Because on iis6 we have to use a ashx handler it seems that there is no other way how to do it instead of creating a ordinary web page ~/WinLogin.aspx that does the work. However I wanted to avoid that and use MVC only.
因为在iis6上,我们必须使用ashx处理程序,所以除了创建一个普通的web页面~/WinLogin之外,似乎没有其他的方法可以做到这一点。做这个工作的aspx。但是我想避免这种情况,只使用MVC。
Just for info how to setup iis7: IIS 7.0 Server-Side blog It's not perfect (Mike Volodarsky had to create custom forms auth module), but it works.

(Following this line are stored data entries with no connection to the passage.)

use std::collections::BTreeSet;

use tracing::warn;

/// Membership mode shared by the index and name selector flavours.
///
/// The grammar produces exactly one of these: `*` yields [`SelectorMode::All`],
/// a `!`-prefixed list yields [`SelectorMode::Exclude`], and a plain list
/// yields [`SelectorMode::Include`]. An empty input yields an empty
/// `Include`, which enables nothing — distinct from `*`, which enables
/// everything.
#[derive(Debug, Clone, PartialEq, Eq)]
pub enum SelectorMode<T: Ord> {
    All,
    Include(BTreeSet<T>),
    Exclude(BTreeSet<T>),
}

impl<T: Ord> SelectorMode<T> {
    fn contains(&self, value: &T) -> bool {
        match self {
            SelectorMode::All => true,
            SelectorMode::Include(set) => set.contains(value),
            SelectorMode::Exclude(set) => !set.contains(value),
        }
    }
}

/// Selector over 0-based row or sheet indices.
///
/// Tracks the minimum and maximum index ever added alongside the membership
/// set; export-time footer placement relies on those bounds.
#[derive(Debug, Clone, PartialEq, Eq)]
pub struct IndexSelector {
    mode: SelectorMode<u32>,
    min: Option<u32>,
    max: Option<u32>,
}

impl IndexSelector {
    /// Selector that enables every index.
    pub fn all() -> Self {
        Self {
            mode: SelectorMode::All,
            min: None,
            max: None,
        }
    }

    /// Selector that enables nothing.
    pub fn none() -> Self {
        Self {
            mode: SelectorMode::Include(BTreeSet::new()),
            min: None,
            max: None,
        }
    }

    /// Selector enabling exactly the given indices.
    pub fn of(indices: impl IntoIterator<Item = u32>) -> Self {
        let mut selector = Self::none();
        for index in indices {
            selector.add(index);
        }
        selector
    }

    /// Parse the compact range/list grammar.
    ///
    /// `*` matches everything; a leading `!` negates the remaining list;
    /// tokens are `,`- or `|`-delimited and are either a single integer or an
    /// inclusive range `a-b` (auto-swapped when reversed). `start_by` shifts
    /// human-authored 1-based indices down to the 0-based internal form.
    /// Malformed tokens and tokens below `start_by` are logged and skipped;
    /// they never abort parsing of the remaining tokens.
    pub fn parse(input: &str, start_by: u32) -> Self {
        let trimmed = input.trim();
        if trimmed.is_empty() {
            return Self::none();
        }
        if trimmed == "*" {
            return Self::all();
        }

        let (negated, body) = match trimmed.strip_prefix('!') {
            Some(rest) => (true, rest),
            None => (false, trimmed),
        };

        let mut selector = Self::none();
        for token in crate::split_list(body) {
            if token.is_empty() {
                continue;
            }
            match parse_index_token(token) {
                Some((lo, hi)) => {
                    for raw in lo..=hi {
                        if raw < start_by {
                            warn!(token, raw, start_by, "selector index below start offset; skipped");
                            continue;
                        }
                        selector.add(raw - start_by);
                    }
                }
                None => warn!(token, "malformed selector token; skipped"),
            }
        }

        if negated {
            selector.mode = match selector.mode {
                SelectorMode::Include(set) => SelectorMode::Exclude(set),
                other => other,
            };
        }
        selector
    }

    fn add(&mut self, index: u32) {
        self.min = Some(self.min.map_or(index, |m| m.min(index)));
        self.max = Some(self.max.map_or(index, |m| m.max(index)));
        match &mut self.mode {
            SelectorMode::Include(set) | SelectorMode::Exclude(set) => {
                set.insert(index);
            }
            SelectorMode::All => {}
        }
    }

    /// Whether the given index participates.
    pub fn is_enabled(&self, index: u32) -> bool {
        self.mode.contains(&index)
    }

    /// Smallest index ever added, if any.
    pub fn min(&self) -> Option<u32> {
        self.min
    }

    /// Largest index ever added, if any.
    pub fn max(&self) -> Option<u32> {
        self.max
    }

    pub fn is_all(&self) -> bool {
        matches!(self.mode, SelectorMode::All)
    }

    /// True when the selector can never enable anything.
    pub fn is_empty(&self) -> bool {
        matches!(&self.mode, SelectorMode::Include(set) if set.is_empty())
    }

    /// Sorted explicit indices. `All` and `Exclude` selectors have no
    /// enumerable membership and yield nothing.
    pub fn iter(&self) -> impl Iterator<Item = u32> + '_ {
        match &self.mode {
            SelectorMode::Include(set) => Some(set.iter().copied()),
            _ => None,
        }
        .into_iter()
        .flatten()
    }

    pub fn mode(&self) -> &SelectorMode<u32> {
        &self.mode
    }
}

/// Parse one index token into an inclusive `(lo, hi)` pair.
fn parse_index_token(token: &str) -> Option<(u32, u32)> {
    if let Some((a, b)) = token.split_once('-') {
        let a: u32 = a.trim().parse().ok()?;
        let b: u32 = b.trim().parse().ok()?;
        Some((a.min(b), a.max(b)))
    } else {
        let v: u32 = token.parse().ok()?;
        Some((v, v))
    }
}

/// Selector over sheet names. Same `*` / `!` / list grammar as
/// [`IndexSelector`], without ranges or offset handling.
#[derive(Debug, Clone, PartialEq, Eq)]
pub struct NameSelector {
    mode: SelectorMode<String>,
}

impl NameSelector {
    pub fn all() -> Self {
        Self {
            mode: SelectorMode::All,
        }
    }

    pub fn none() -> Self {
        Self {
            mode: SelectorMode::Include(BTreeSet::new()),
        }
    }

    pub fn parse(input: &str) -> Self {
        let trimmed = input.trim();
        if trimmed.is_empty() {
            return Self::none();
        }
        if trimmed == "*" {
            return Self::all();
        }

        let (negated, body) = match trimmed.strip_prefix('!') {
            Some(rest) => (true, rest),
            None => (false, trimmed),
        };

        let set: BTreeSet<String> = crate::split_list(body)
            .filter(|token| !token.is_empty())
            .map(str::to_string)
            .collect();
        let mode = if negated {
            SelectorMode::Exclude(set)
        } else {
            SelectorMode::Include(set)
        };
        Self { mode }
    }

    pub fn is_enabled(&self, name: &str) -> bool {
        match &self.mode {
            SelectorMode::All => true,
            SelectorMode::Include(set) => set.contains(name),
            SelectorMode::Exclude(set) => !set.contains(name),
        }
    }

    pub fn is_all(&self) -> bool {
        matches!(self.mode, SelectorMode::All)
    }

    pub fn mode(&self) -> &SelectorMode<String> {
        &self.mode
    }
}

仅仅为了了解如何设置iis7: IIS 7.0服务器端博客,它并不完美(Mike Volodarsky必须创建自定义表单auth模块),但它确实有效。
1 个解决方案
#1
2
You can't selectively set windows auth in IIS6 like you can in IIS7. You could however set the home.ashx to support anonymous and windows auth; replace the HttpContext.User property in the /Login case and use the windows principle in the /WinLogin case. However, you need to be careful that your code path allows for the case where you want them to use forms auth but they're presenting you with a windows principle identity and ignore that.

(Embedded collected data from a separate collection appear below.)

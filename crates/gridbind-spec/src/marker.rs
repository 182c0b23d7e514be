/// Extract the mandatory-field marker from header or configuration text.
///
/// A leading `*` (optionally separated by whitespace) or a trailing `(*)`
/// marks the field required; either form is stripped from the returned name.
/// Blank input, or a marker with no name left after stripping, yields `None`.
///
/// The same grammar serves two sources: the declarative column list and live
/// header-row content. Callers combine the two required flags with logical
/// OR.
pub fn parse_marker(text: &str) -> Option<(String, bool)> {
    let trimmed = text.trim();
    if trimmed.is_empty() {
        return None;
    }

    if let Some(rest) = trimmed.strip_prefix('*') {
        let name = rest.trim();
        if name.is_empty() {
            return None;
        }
        return Some((name.to_string(), true));
    }

    if let Some(rest) = trimmed.strip_suffix("(*)") {
        let name = rest.trim();
        if name.is_empty() {
            return None;
        }
        return Some((name.to_string(), true));
    }

    Some((trimmed.to_string(), false))
}

#[cfg(test)]
mod tests {
    use super::parse_marker;

    #[test]
    fn leading_star_marks_required() {
        assert_eq!(parse_marker("* Name"), Some(("Name".to_string(), true)));
        assert_eq!(parse_marker("*Name"), Some(("Name".to_string(), true)));
        assert_eq!(parse_marker("  * Name  "), Some(("Name".to_string(), true)));
    }

    #[test]
    fn trailing_parenthesized_star_marks_required() {
        assert_eq!(parse_marker("Name (*)"), Some(("Name".to_string(), true)));
        assert_eq!(parse_marker("Name(*)"), Some(("Name".to_string(), true)));
    }

    #[test]
    fn unmarked_name_is_optional() {
        assert_eq!(parse_marker("Name"), Some(("Name".to_string(), false)));
    }

    #[test]
    fn blank_input_yields_none() {
        assert_eq!(parse_marker(""), None);
        assert_eq!(parse_marker("   "), None);
        assert_eq!(parse_marker("*"), None);
        assert_eq!(parse_marker("(*)"), None);
    }
}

在IIS6中不能像在IIS7中那样有选择地设置windows auth。然而,你可以设置家。ashx支持匿名和windows auth;取代HttpContext。在/Login情况下使用User属性,在/WinLogin情况下使用windows原则。但是,您需要注意的是,您的代码路径允许您希望它们使用form auth,但是它们向您显示windows的原则标识,并忽略它。
#1
2
You can't selectively set windows auth in IIS6 like you can in IIS7. You could however set the home.ashx to support anonymous and windows auth; replace the HttpContext.User property in the /Login case and use the windows principle in the /WinLogin case. However, you need to be careful that your code path allows for the case where you want them to use forms auth but they're presenting you with a windows principle identity and ignore that.
在IIS6中不能像在IIS7中那样有选择地设置windows auth。然而,你可以设置家。ashx支持匿名和windows auth;取代HttpContext。在/Login情况下使用User属性,在/WinLogin情况下使用windows原则。但是,您需要注意的是,您的代码路径允许您希望它们使用form auth,但是它们向您显示windows的原则标识,并忽略它。